Joseph Meadows, aged 21, is a British volunteer working with Ungweru, one of Progressio’s local partner organisations in Malawi. Until coming to Malawi, Joseph had never moved out of his parents’ home or been away from his closest family and friends.
Imagine what it could feel like if you were to be away from your family home or country and live in a family or a country where everything is new. Perhaps such questions usually raise a lot of mixed reactions.
The atmosphere was engulfed by sadness and dissatisfaction when Progressio’s Malawi Country Director, Thomas Msiska, broke the news to the team during a mid-phase review that UK volunteers would be hosted either by a national volunteer or within the community of the local partner organisation.
“The point behind host homes is to give the ICS volunteers from the UK a real taste of Malawian culture, experiencing it in the family where they will be hosted, since the ICS programme is about learning and sharing, so people need to learn from each other”, emphasised Thomas smiling.
Meanwhile, speaking in an interview with some of the UK volunteers, Annabel Robinson, 18 from Newcastle, said that it’s her first time away from home. She explained that she was sceptical about host homes at first, but after consideration, she’s quite excited about it as it will bring a new experience to her life, as she will be in a typical Malawian home.
Agata Kowlaska believed everyday life will be challenging and very difficult in a host home, as everything will be new, but she couldn’t wait to see what it will be like.

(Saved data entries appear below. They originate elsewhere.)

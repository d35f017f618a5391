use alloy::primitives::Bytes;
use quay_actors::{AdminForwarder, Getter, NotifierPolicy, ReservePair};
use quay_sandbox::{Sandbox, SandboxError, StateStore, Transaction};
use quay_types::{Address, Deploy, Nano, PairConfig, TokenNotification};

/// Typed access to a reserve pair registered in a [`Sandbox`].
#[derive(Debug, Copy, Clone, PartialEq, Eq)]
pub struct ReservePairHandle {
    address: Address,
    config: PairConfig,
}

impl ReservePairHandle {
    /// Register a fresh pair that trusts its admin as forwarder.
    pub fn open<S: StateStore>(
        sandbox: &mut Sandbox<S>,
        config: PairConfig,
    ) -> Result<Self, SandboxError> {
        Self::open_with_policy(sandbox, config, AdminForwarder)
    }

    /// Register a fresh pair with the given notifier policy.
    pub fn open_with_policy<S: StateStore, P: NotifierPolicy>(
        sandbox: &mut Sandbox<S>,
        config: PairConfig,
        policy: P,
    ) -> Result<Self, SandboxError> {
        let address = sandbox.open(ReservePair::with_policy(config, policy))?;
        Ok(Self { address, config })
    }

    /// The pair's address.
    pub const fn address(&self) -> Address {
        self.address
    }

    /// The pair's configuration.
    pub const fn config(&self) -> &PairConfig {
        &self.config
    }

    /// Send the deploy handshake.
    pub fn deploy<S: StateStore>(
        &self,
        sandbox: &mut Sandbox<S>,
        sender: Address,
    ) -> Result<Transaction, SandboxError> {
        sandbox.send(sender, self.address, Deploy { query_id: 0 })
    }

    /// Report that `amount` of `asset` arrived at the pair.
    pub fn send_notification<S: StateStore>(
        &self,
        sandbox: &mut Sandbox<S>,
        sender: Address,
        asset: Address,
        amount: Nano,
    ) -> Result<Transaction, SandboxError> {
        let body =
            TokenNotification { query_id: 0, amount, from: asset, forward_payload: Bytes::new() };
        sandbox.send(sender, self.address, body)
    }

    /// `getPrice(asset)`
    pub fn get_price<S: StateStore>(
        &self,
        sandbox: &Sandbox<S>,
        asset: Address,
    ) -> Result<Nano, SandboxError> {
        let getter = Getter::Price { asset };
        sandbox.get(self.address, &getter)?.as_nano().ok_or(SandboxError::UnexpectedValue {
            address: self.address,
            getter: getter.name(),
        })
    }
}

In his remarks, Joseph expressed, “I don’t think I have any fears, as I feel this is a great opportunity to experience life in Malawi in a Malawi home for the first time and this is my only chance. I feel I would gain more positives than negatives from the host homes. I feel this could have been something more pushed within the ICS placement for ten weeks, though I have loved every minute staying at the hostels and building the relationship as a team. We as a team might have learnt more different things if we stayed in host homes at least forty percent and the other sixty at our hostels”, explains Joseph, who says loves eating Malawian Nsima and misses his hometown.